Even though Thanksgiving was days away I could hear the Christmas music playing, feel the excitement of tourists and the vibe of holiday anticipation. All of this made me feel happy - so I bought a cashmere sweater, talked with Joy on my cell and clicked away. It was a beautiful evening but after all isn't everything beautiful at the ballet?

And...Happy Thanksgiving to all of you! Enjoy the turkey (or lasagna - J.J, or egg rolls - Mark, or tofu - Joy) and remember to give thanks.

Monday, November 12, 2007

Linguistics: American Sign Language

My early experiences in learning my second language, American Sign Language (ASL), came with the acquisition dilemmas of vocabulary and structure. It is one thing to scribble down hand movements in a notebook during class to try to decipher later thinking "how did that sign go again?" and it is another to tap into the grammatical structure of ASL. I think many eager young students want to amass a copious store of signs without delving into the linguistics of ASL. I was fortunate to do an in depth study of this as part of my course work at Columbia University when I was working on my Master's Degree.

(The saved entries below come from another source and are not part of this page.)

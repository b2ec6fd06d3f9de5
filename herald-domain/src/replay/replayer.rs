//! 事件重放器（EventReplayer）
//!
//! 控制面组件，不持有状态：从事件存储按条件读取历史事件，分批重新发布到事件总线。
//! - 单条发布失败只计数并记录，不中断重放；
//! - 只有取消会提前结束，并携带已完成部分的结果；
//! - `dry_run` 只统计候选事件。
//!
use super::options::{
    DEFAULT_BATCH_SIZE, MAX_BATCH_SIZE, MAX_REPLAY_EVENTS, MAX_REPLAY_WINDOW, MIN_BATCH_SIZE,
    ReplayOptions, STATUS_LOOKBACK, USER_REPLAY_BATCH_SIZE,
};
use crate::error::{EventError, EventResult};
use crate::event::Event;
use crate::eventing::EventBus;
use crate::persist::EventStore;
use chrono::{DateTime, Utc};
use serde::Serialize;
use std::sync::Arc;
use std::time::{Duration, Instant};
use thiserror::Error;
use tokio_util::sync::CancellationToken;
use tracing::{debug, error, info, warn};

/// 重放结果
#[derive(Debug, Clone, Default, PartialEq, Eq, Serialize)]
pub struct ReplayResult {
    pub total_events: usize,
    pub processed_events: usize,
    pub failed_events: usize,
    pub duration: Duration,
    pub errors: Vec<String>,
}

#[derive(Debug, Error)]
pub enum ReplayError {
    #[error(transparent)]
    Event(#[from] EventError),
    #[error(
        "replay cancelled after {} of {} events",
        .partial.processed_events + .partial.failed_events,
        .partial.total_events
    )]
    Cancelled { partial: ReplayResult },
}

impl ReplayError {
    /// 取消时已完成部分的结果
    pub fn partial(&self) -> Option<&ReplayResult> {
        match self {
            ReplayError::Cancelled { partial } => Some(partial),
            ReplayError::Event(_) => None,
        }
    }

    pub fn is_cancelled(&self) -> bool {
        matches!(self, ReplayError::Cancelled { .. })
    }
}

pub type ReplayOutcome = Result<ReplayResult, ReplayError>;

/// 重放状态
#[derive(Debug, Clone, PartialEq, Eq, Serialize)]
pub struct ReplayStatus {
    pub failed_events_count: usize,
    /// 最近 24 小时内最新事件的时间
    pub last_event_time: Option<DateTime<Utc>>,
    pub replay_available: bool,
    pub max_replay_duration: Duration,
    pub max_events_per_replay: usize,
}

pub struct EventReplayer {
    store: Arc<dyn EventStore>,
    bus: Arc<dyn EventBus>,
    settle_on_publish: bool,
}

impl EventReplayer {
    /// 重放失败事件时，发布成功即把记录标记为已处理
    pub fn new(store: Arc<dyn EventStore>, bus: Arc<dyn EventBus>) -> Self {
        Self {
            store,
            bus,
            settle_on_publish: true,
        }
    }

    /// 总线已接入 `DeliveryMarker` 时使用：发布成功后记录保持 failed，
    /// 由分发器的处理结果决定最终状态
    pub fn settled_by_delivery(mut self) -> Self {
        self.settle_on_publish = false;
        self
    }

    /// 校验时间窗口、批次大小与候选事件数量（与重放使用相同的选择逻辑）
    pub async fn validate_replay(&self, options: &ReplayOptions) -> EventResult<()> {
        Self::validate_bounds(options)?;
        let candidates = self.candidates(options).await?;
        Self::validate_count(candidates.len())
    }

    pub async fn replay_events(
        &self,
        options: &ReplayOptions,
        cancel: &CancellationToken,
    ) -> ReplayOutcome {
        let started = Instant::now();
        Self::validate_bounds(options)?;

        info!(
            event_type = options.event_type_filter(),
            user_id = options.user_filter(),
            start_time = %options.start_time,
            end_time = %options.end_time,
            batch_size = options.effective_batch_size(),
            dry_run = options.dry_run,
            "starting event replay"
        );

        let events = self.candidates(options).await?;
        Self::validate_count(events.len())?;

        let mut result = ReplayResult {
            total_events: events.len(),
            ..Default::default()
        };

        if options.dry_run {
            result.duration = started.elapsed();
            info!(total_events = result.total_events, "dry run completed");
            return Ok(result);
        }

        let batch_size = options.effective_batch_size();
        let batch_count = events.len().div_ceil(batch_size);

        for (index, batch) in events.chunks(batch_size).enumerate() {
            for event in batch {
                if cancel.is_cancelled() {
                    return Err(Self::cancelled(result, started));
                }
                self.publish_one(event, &mut result);
            }

            let has_more = index + 1 < batch_count;
            if has_more && !options.delay_between.is_zero() {
                tokio::select! {
                    _ = cancel.cancelled() => {
                        return Err(Self::cancelled(result, started));
                    }
                    _ = tokio::time::sleep(options.delay_between) => {}
                }
            }
            if has_more && cancel.is_cancelled() {
                return Err(Self::cancelled(result, started));
            }
        }

        result.duration = started.elapsed();
        info!(
            total_events = result.total_events,
            processed_events = result.processed_events,
            failed_events = result.failed_events,
            duration_ms = result.duration.as_millis() as u64,
            error_count = result.errors.len(),
            "event replay completed"
        );
        Ok(result)
    }

    /// 重放失败记录（最早的在前）：发布失败则再次标记失败；
    /// 发布成功时按 `settled_by_delivery` 决定是否立即标记为已处理
    pub async fn replay_failed_events(&self, limit: usize, cancel: &CancellationToken) -> ReplayOutcome {
        let started = Instant::now();
        info!(limit, "starting failed events replay");

        let records = self.store.get_failed_events(limit).await?;
        let mut result = ReplayResult {
            total_events: records.len(),
            ..Default::default()
        };

        for record in records {
            if cancel.is_cancelled() {
                return Err(Self::cancelled(result, started));
            }

            let published = record
                .to_event()
                .and_then(|event| self.bus.publish(event));

            match published {
                Ok(()) => {
                    result.processed_events += 1;
                    if self.settle_on_publish {
                        if let Err(err) = self.store.mark_as_processed(&record.event_id).await {
                            error!(event_id = %record.event_id, error = %err, "failed to mark event as processed");
                        }
                    }
                }
                Err(err) => {
                    result.failed_events += 1;
                    result
                        .errors
                        .push(format!("failed to replay event {}: {err}", record.event_id));
                    if let Err(mark_err) = self.store.mark_as_failed(&record.event_id, &err.to_string()).await {
                        error!(event_id = %record.event_id, error = %mark_err, "failed to mark event as failed");
                    }
                }
            }
        }

        result.duration = started.elapsed();
        info!(
            total_events = result.total_events,
            processed_events = result.processed_events,
            failed_events = result.failed_events,
            duration_ms = result.duration.as_millis() as u64,
            "failed events replay completed"
        );
        Ok(result)
    }

    /// 查询失败与最近事件异常时降级，不返回错误
    pub async fn replay_status(&self) -> ReplayStatus {
        let failed_events_count = match self.store.get_failed_events(0).await {
            Ok(records) => records.len(),
            Err(err) => {
                warn!(error = %err, "failed to count failed events");
                0
            }
        };

        let now = Utc::now();
        let lookback = chrono::Duration::from_std(STATUS_LOOKBACK).unwrap_or(chrono::Duration::hours(24));
        let last_event_time = match self
            .store
            .get_events_by_time_range(now - lookback, now, 1, 0)
            .await
        {
            Ok(records) => records.first().map(|r| r.created_at),
            Err(err) => {
                warn!(error = %err, "failed to load recent events");
                None
            }
        };

        ReplayStatus {
            failed_events_count,
            last_event_time,
            replay_available: true,
            max_replay_duration: MAX_REPLAY_WINDOW,
            max_events_per_replay: MAX_REPLAY_EVENTS,
        }
    }

    pub async fn replay_user_events(
        &self,
        user_id: u64,
        start_time: DateTime<Utc>,
        end_time: DateTime<Utc>,
        cancel: &CancellationToken,
    ) -> ReplayOutcome {
        let options = ReplayOptions::builder()
            .user_id(user_id)
            .start_time(start_time)
            .end_time(end_time)
            .batch_size(USER_REPLAY_BATCH_SIZE)
            .build();
        self.replay_events(&options, cancel).await
    }

    pub async fn replay_events_by_type(
        &self,
        event_type: &str,
        start_time: DateTime<Utc>,
        end_time: DateTime<Utc>,
        cancel: &CancellationToken,
    ) -> ReplayOutcome {
        let options = ReplayOptions::builder()
            .event_type(event_type)
            .start_time(start_time)
            .end_time(end_time)
            .batch_size(DEFAULT_BATCH_SIZE)
            .build();
        self.replay_events(&options, cancel).await
    }

    fn validate_bounds(options: &ReplayOptions) -> EventResult<()> {
        if options.end_time < options.start_time {
            return Err(EventError::validation("end time must not be before start time"));
        }

        let window = (options.end_time - options.start_time)
            .to_std()
            .unwrap_or(Duration::ZERO);
        if window > MAX_REPLAY_WINDOW {
            return Err(EventError::validation(format!(
                "time range cannot exceed {} days",
                MAX_REPLAY_WINDOW.as_secs() / 86_400
            )));
        }

        let batch_size = options.effective_batch_size();
        if !(MIN_BATCH_SIZE..=MAX_BATCH_SIZE).contains(&batch_size) {
            return Err(EventError::validation(format!(
                "batch size must be between {MIN_BATCH_SIZE} and {MAX_BATCH_SIZE}, got {batch_size}"
            )));
        }
        Ok(())
    }

    fn validate_count(count: usize) -> EventResult<()> {
        if count > MAX_REPLAY_EVENTS {
            return Err(EventError::validation(format!(
                "too many events to replay ({count}), maximum allowed is {MAX_REPLAY_EVENTS}"
            )));
        }
        Ok(())
    }

    /// 候选事件（最早的在前）：用户 → 类型 → 整个时间窗口
    async fn candidates(&self, options: &ReplayOptions) -> EventResult<Vec<Event>> {
        let Some(user_id) = options.user_filter() else {
            return self
                .store
                .replay_events(options.event_type_filter(), options.start_time, options.end_time)
                .await;
        };

        let records = self.store.get_events_by_user(user_id, 0, 0).await?;
        let event_type = options.event_type_filter();
        let mut events: Vec<Event> = records
            .into_iter()
            .filter(|r| r.created_at >= options.start_time && r.created_at <= options.end_time)
            .filter(|r| event_type.is_none_or(|t| r.event_type == t))
            .filter_map(|r| match r.to_event() {
                Ok(event) => Some(event),
                Err(err) => {
                    warn!(event_id = %r.event_id, error = %err, "failed to deserialize event payload for replay");
                    None
                }
            })
            .collect();
        // 存储按时间倒序返回
        events.reverse();
        Ok(events)
    }

    fn publish_one(&self, event: &Event, result: &mut ReplayResult) {
        match self.bus.publish(event.clone()) {
            Ok(()) => {
                result.processed_events += 1;
                debug!(
                    event_type = event.event_type(),
                    event_id = event.event_id(),
                    "event replayed"
                );
            }
            Err(err) => {
                result.failed_events += 1;
                result.errors.push(format!(
                    "failed to replay event {} ({}): {err}",
                    event.event_id(),
                    event.event_type()
                ));
                error!(
                    event_type = event.event_type(),
                    event_id = event.event_id(),
                    error = %err,
                    "failed to replay event"
                );
            }
        }
    }

    fn cancelled(mut partial: ReplayResult, started: Instant) -> ReplayError {
        partial.duration = started.elapsed();
        info!(
            processed_events = partial.processed_events,
            failed_events = partial.failed_events,
            "event replay cancelled"
        );
        ReplayError::Cancelled { partial }
    }
}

ASL is a true, living language with its own phonology, morphology and syntax. Phonology in spoken languages is concerned with speech sounds which then branches off into smaller, more specific realms. In ASL phonology consists of aspects of a sign; namely location, handshape, movement, orientation and nonmanual signals (facial expression). But phonology only looks at these contrastive parts of language devoid of meaning. Meaning is studied by linguists of all languages under morphology.

One of my favorite oft repeated phrases in linguistics is that languages have a finite set of rules that allows us to create an infinite number of sentences. We can mix up the words in our language any way we want, to say anything we want, but we gotta play by the rules. The rules are called syntax. We may not know the rules explicitly but they are implicit to us. How many times have you said "that doesn't sound right but I don't know why?"

When all of these elements are orchestrated to create language in use we do not necessarily separate out each of these essentials. One way these play out in ASL can be seen with the five basic sentence types; questions, negations, commands, topicalizations and conditionals. The focus of this post rests with questions.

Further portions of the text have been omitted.